Kingston Mayor Steve Noble said this week that the State Comptroller’s Office is now reviewing a sales tax revenue-sharing agreement between the city and Ulster County. If approved, the agreement would end the standoff over how to allocate some $109 million in annual sales tax receipts.
“My understanding from speaking with the county executive is that he’s shared those documents with the state comptroller and we’re just waiting for approval,” said Noble on Wednesday.
Noble’s remarks come more than two weeks after he and County Executive Mike Hein issued a joint press release to announce that they’d reached an “agreement in principle” to end the impasse. As of last week, Noble said, both parties were still negotiating “language” to be included in the new agreement.
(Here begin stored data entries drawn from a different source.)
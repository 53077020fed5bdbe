use url::Url;

use super::{common::QueryCommon, Query};

/// Query for the class lists. `joined` switches to the signed-in user's
/// enrolled classes and takes precedence over `search`.
#[derive(Default, Clone, Debug, PartialEq, Eq)]
pub struct ClassQuery {
    pub common: QueryCommon,
    pub search: Option<String>,
    pub joined: bool,
}

impl Query for ClassQuery {
    fn endpoint(&self) -> &'static str {
        if self.joined {
            return "/class/joined";
        }
        match self.search {
            Some(_) => "/class/search",
            None => "/class/get-all",
        }
    }
    fn get_common(&mut self) -> &mut QueryCommon {
        &mut self.common
    }
    fn add_to_url(&self, url: &Url) -> Url {
        let mut url = url.clone();
        if let (Some(search), false) = (&self.search, self.joined) {
            url.query_pairs_mut().append_pair("title", search.as_str());
        };
        self.common.add_to_url(&url)
    }
}

impl ClassQuery {
    pub fn with_search(mut self, search: &str) -> Self {
        self.search = Some(search.to_string());
        self
    }

    pub fn joined(mut self) -> Self {
        self.joined = true;
        self
    }
}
At issue is the allocation of money from Ulster County’s 4 percent sales tax. Under the terms of a five-year agreement which expired on Feb. 29, the county received 85.5 percent of the total. The City of Kingston took in 11.5 percent. The remaining 3 percent was shared among Ulster County’s 20 towns based on assessed value. In January, as the agreement was set to expire, Republican leaders in the Ulster County Legislature suggested returning the revenue-sharing scheme to pre-1998 levels. That would have reduced Kingston’s share from 11.5 percent to 10 percent and the towns’ portion from 3 percent to 2 percent.
Legislator Richard Gerentine (R-Marlboro), chairman of the legislature’s Ways and Means committee, suggested the clawback was justified by the need to compensate the county for taking over Safety Net welfare costs previously borne by municipalities.
In response, Noble, joined by many town officials, called for the proportions to remain unchanged. Noble argued that altering the formula would cost the city about $1.6 million annually and make it nearly impossible to maintain essential services while complying with the state’s property tax caps. Noble added that any change in the formula would require careful planning and called for a new five-year agreement that would leave the previous revenue-sharing scheme unchanged. Hein, who never took a public stance on the revenue-sharing agreement nevertheless criticized Kingston for, he alleged, failing to pass on savings from the county’s assumption of Safety Net costs to taxpayers and accused the city of not doing enough to rein in spending.
But last month, tensions relaxed as Hein and Noble issued separate statements calling for talks between the city and towns and the county regarding shared services and other potential cost-saving measures. Hein, meanwhile, said that he could support a continuation of the current revenue-sharing formula only if it was tied to concrete goals and specific cost-saving objectives.
Noble declined to comment on the contents of the agreement pending approval by the Comptroller’s Office. Hein did not return messages seeking comment on the issue.